It is indeed, as we have hinted, a relic of the old competitive spirit which distinguished the universities as literal republics of letters, where each man fought his own battle, and gained and wore his own laurels. Nor was his arena confined to his own college. The free-masonry we have already alluded to opened every honour and emolument to all, and the Scotsman might suddenly enter the lists at Paris, Bologna, or Upsala, or the Spaniard might compete in Glasgow or Aberdeen. The records before us contain many forms in which the ancient spirit has now ceased to breathe. Already has been mentioned the competition for the regentship. The old form of the Impugnment of Theses, so renowned in literary histories, has died away as a portion of the ordinary laureation. The comprehensive challenges and corresponding victories attributed to the Admirable Crichton give this practice a peculiar interest in the eyes of Scotsmen; and it has a great place in the annals of the Reformation, since one of its main stages was the posting the twenty-five theses on the door of the church of Würtemberg by Luther. But in reading these remarkable events people are apt to forget the commonness of the practice; and Crichton has the aspect of a preposterous intellectual bully going out of his proper way to attract notice, instead of doing what was in its time and circumstances as ordinary and common sense an act as running a tilt, joining a crusade, or burning a witch. Goldsmith, in that account of the intellectual vagabond which so evidently describes himself, has noticed some relics of the prac

tice as he found it on the Continent. "In all the universities and convents there are, upon certain days, philosophical theses maintained against every adventitious disputant; for which, if the champion opposes with any dexterity, he can claim a gratuity in money, a dinner, and a bed for one night.

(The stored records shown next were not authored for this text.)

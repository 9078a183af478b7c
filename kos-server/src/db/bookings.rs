//! Bookings (never deleted)

use chrono::NaiveDate;
use shared::models::{Booking, BookingStatus, BookingSummary, RecentCheckout};
use shared::util::now_millis;
use sqlx::{QueryBuilder, Sqlite, SqliteConnection, SqlitePool};

const SUMMARY_SELECT: &str = "SELECT b.*, r.name AS room_name, u.username, p.full_name AS tenant_name
     FROM bookings b
     JOIN rooms r ON r.id = b.room_id
     JOIN users u ON u.id = b.user_id
     LEFT JOIN tenant_profiles p ON p.user_id = b.user_id";

pub struct NewBooking<'a> {
    pub user_id: i64,
    pub room_id: i64,
    pub start_date: NaiveDate,
    pub duration_months: i64,
    pub monthly_rent: f64,
    pub notes: Option<&'a str>,
}

pub async fn create(conn: &mut SqliteConnection, new: &NewBooking<'_>) -> Result<i64, sqlx::Error> {
    let now = now_millis();
    let result = sqlx::query(
        "INSERT INTO bookings (user_id, room_id, start_date, duration_months, monthly_rent,
            total_paid, status, notes, created_at, updated_at)
         VALUES (?, ?, ?, ?, ?, 0.0, 'Pending', ?, ?, ?)",
    )
    .bind(new.user_id)
    .bind(new.room_id)
    .bind(new.start_date)
    .bind(new.duration_months)
    .bind(new.monthly_rent)
    .bind(new.notes)
    .bind(now)
    .bind(now)
    .execute(conn)
    .await?;
    Ok(result.last_insert_rowid())
}

pub async fn find_by_id(conn: &mut SqliteConnection, id: i64) -> Result<Option<Booking>, sqlx::Error> {
    sqlx::query_as("SELECT * FROM bookings WHERE id = ?")
        .bind(id)
        .fetch_optional(conn)
        .await
}

pub async fn find_by_user_and_status(
    conn: &mut SqliteConnection,
    user_id: i64,
    statuses: &[BookingStatus],
) -> Result<Vec<Booking>, sqlx::Error> {
    let mut qb = QueryBuilder::<Sqlite>::new("SELECT * FROM bookings WHERE user_id = ");
    qb.push_bind(user_id);
    push_status_in(&mut qb, "status", statuses);
    qb.push(" ORDER BY created_at DESC, id DESC");
    qb.build_query_as().fetch_all(conn).await
}

pub async fn find_by_status(pool: &SqlitePool, statuses: &[BookingStatus]) -> Result<Vec<Booking>, sqlx::Error> {
    let mut qb = QueryBuilder::<Sqlite>::new("SELECT * FROM bookings WHERE 1 = 1");
    push_status_in(&mut qb, "status", statuses);
    qb.push(" ORDER BY id");
    qb.build_query_as().fetch_all(pool).await
}

pub async fn list_for_user(pool: &SqlitePool, user_id: i64) -> Result<Vec<Booking>, sqlx::Error> {
    sqlx::query_as("SELECT * FROM bookings WHERE user_id = ? ORDER BY created_at DESC, id DESC")
        .bind(user_id)
        .fetch_all(pool)
        .await
}

pub async fn list_summaries(
    pool: &SqlitePool,
    status: Option<BookingStatus>,
    user_id: Option<i64>,
) -> Result<Vec<BookingSummary>, sqlx::Error> {
    let mut qb = QueryBuilder::<Sqlite>::new(SUMMARY_SELECT);
    qb.push(" WHERE 1 = 1");
    if let Some(status) = status {
        qb.push(" AND b.status = ").push_bind(status);
    }
    if let Some(user_id) = user_id {
        qb.push(" AND b.user_id = ").push_bind(user_id);
    }
    qb.push(" ORDER BY b.created_at DESC, b.id DESC");
    qb.build_query_as().fetch_all(pool).await
}

pub async fn set_status(conn: &mut SqliteConnection, id: i64, status: BookingStatus) -> Result<(), sqlx::Error> {
    sqlx::query("UPDATE bookings SET status = ?, updated_at = ? WHERE id = ?")
        .bind(status)
        .bind(now_millis())
        .bind(id)
        .execute(conn)
        .await?;
    Ok(())
}

pub async fn set_notes(conn: &mut SqliteConnection, id: i64, notes: &str) -> Result<(), sqlx::Error> {
    sqlx::query("UPDATE bookings SET notes = ?, updated_at = ? WHERE id = ?")
        .bind(notes)
        .bind(now_millis())
        .bind(id)
        .execute(conn)
        .await?;
    Ok(())
}

pub async fn add_months(conn: &mut SqliteConnection, id: i64, months: i64) -> Result<(), sqlx::Error> {
    sqlx::query(
        "UPDATE bookings SET duration_months = duration_months + ?, updated_at = ? WHERE id = ?",
    )
    .bind(months)
    .bind(now_millis())
    .bind(id)
    .execute(conn)
    .await?;
    Ok(())
}

/// Store `total` as the booking's paid amount
pub async fn set_total_paid(conn: &mut SqliteConnection, id: i64, total: f64) -> Result<(), sqlx::Error> {
    sqlx::query("UPDATE bookings SET total_paid = ?, updated_at = ? WHERE id = ?")
        .bind(total)
        .bind(now_millis())
        .bind(id)
        .execute(conn)
        .await?;
    Ok(())
}

/// (Confirmed + Active, Pending) booking counts for a room
pub async fn room_occupancy(conn: &mut SqliteConnection, room_id: i64) -> Result<(i64, i64), sqlx::Error> {
    sqlx::query_as(
        "SELECT
            COALESCE(SUM(CASE WHEN status IN ('Confirmed', 'Active') THEN 1 ELSE 0 END), 0),
            COALESCE(SUM(CASE WHEN status = 'Pending' THEN 1 ELSE 0 END), 0)
         FROM bookings WHERE room_id = ?",
    )
    .bind(room_id)
    .fetch_one(conn)
    .await
}

pub async fn count_for_room(pool: &SqlitePool, room_id: i64) -> Result<i64, sqlx::Error> {
    sqlx::query_scalar("SELECT COUNT(*) FROM bookings WHERE room_id = ?")
        .bind(room_id)
        .fetch_one(pool)
        .await
}

/// Pending bookings created before `cutoff` (epoch millis)
pub async fn stale_pending(pool: &SqlitePool, cutoff: i64) -> Result<Vec<Booking>, sqlx::Error> {
    sqlx::query_as("SELECT * FROM bookings WHERE status = 'Pending' AND created_at < ? ORDER BY id")
        .bind(cutoff)
        .fetch_all(pool)
        .await
}

pub async fn count_all(pool: &SqlitePool) -> Result<i64, sqlx::Error> {
    sqlx::query_scalar("SELECT COUNT(*) FROM bookings")
        .fetch_one(pool)
        .await
}

pub async fn count_active(pool: &SqlitePool) -> Result<i64, sqlx::Error> {
    sqlx::query_scalar("SELECT COUNT(*) FROM bookings WHERE status IN ('Confirmed', 'Active')")
        .fetch_one(pool)
        .await
}

/// Has the user held this room (Confirmed, Active or Completed)
pub async fn has_stayed(pool: &SqlitePool, user_id: i64, room_id: i64) -> Result<bool, sqlx::Error> {
    let count: i64 = sqlx::query_scalar(
        "SELECT COUNT(*) FROM bookings
         WHERE user_id = ? AND room_id = ? AND status IN ('Confirmed', 'Active', 'Completed')",
    )
    .bind(user_id)
    .bind(room_id)
    .fetch_one(pool)
    .await?;
    Ok(count > 0)
}

pub async fn recent_cancelled(pool: &SqlitePool, limit: i64) -> Result<Vec<RecentCheckout>, sqlx::Error> {
    sqlx::query_as(
        "SELECT b.id AS booking_id, r.name AS room_name,
            COALESCE(p.full_name, u.username) AS tenant_name, b.updated_at
         FROM bookings b
         JOIN rooms r ON r.id = b.room_id
         JOIN users u ON u.id = b.user_id
         LEFT JOIN tenant_profiles p ON p.user_id = b.user_id
         WHERE b.status = 'Cancelled'
         ORDER BY b.updated_at DESC, b.id DESC
         LIMIT ?",
    )
    .bind(limit)
    .fetch_all(pool)
    .await
}

fn push_status_in(qb: &mut QueryBuilder<'_, Sqlite>, column: &str, statuses: &[BookingStatus]) {
    if statuses.is_empty() {
        return;
    }
    qb.push(format!(" AND {column} IN ("));
    let mut separated = qb.separated(", ");
    for status in statuses {
        separated.push_bind(*status);
    }
    separated.push_unseparated(")");
}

In this manner, then, I fought my way towards England." A collection of German pamphlets, amounting, it is said, to upwards of a hundred thousand, and called the Dietrich Collection, was some years ago purchased by the Faculty of Advocates, and was found to consist chiefly of the academic theses in which the scholars of Germany-illustrious and obscure-had been disputing for centuries. In the same place, by the way, where this vast collection reposes, may be found the most complete living illustration of the old form of impugnment. The anxious litigant or busy agent entering the main door of the Parliament House at 9 o'clock of a morning, may find, by an affiche to the door-post, that there is to be a disputatio juridica under the auspices of the inclytus Diaconus facultatis. Since the year 1693 it has been the practice of each intrant to undergo public impugnment, or, as the act of Faculty says, "the publict tryall of candidates, by printing and publishing theses on the subject assigned with corollaries, as it is observed amongst other nations." A title of the Pandects is assigned on each occasion. Thus the Faculty possesses more than one running commentary upon that celebrated collection; and it has always been deemed remarkable that, considering the number and varied talent of the authors of these theses, they should be so uniform in their Latinity and structure. A great innovation has lately taken place in sparing the cost of printing the theses, and applying the amount so saved to the Faculty's magnificent library.

Many of the old university theses are very interesting as the youthful efforts of men who have subsequently become eminent. Those connected with Aberdeen are apparently the most numerous. It is very noticeable, indeed, that in the remote rival institutions there established, the spirit and practice of the Continental universities, in

almost every department, had their most tenacious existence. As in England, the Church of Rome was succeeded there, not by Presbyterianism but Episcopacy, and there were fewer changes in all old habits and institutions. The celebrated "Aberdeen doctors," who carried on a controversy with the Covenanters, met their zealous religionists with something like the old pedantic formality of the academic system of disputation. They resolved the Covenant into a thesis, and impugned it. Of this remarkable group of scholars we have the following notice in Professor Innes's Preface:

"Their names are now little known, except to the local antiquary; but no one who has even slightly studied the history of that disturbed time is unacquainted with the collective designation of the Aberdeen Doctors' bestowed upon the learned 'querists' of the ultraPresbyterian Assembly of 1638, and the most formidable opponents of the Solemn League and Covenant.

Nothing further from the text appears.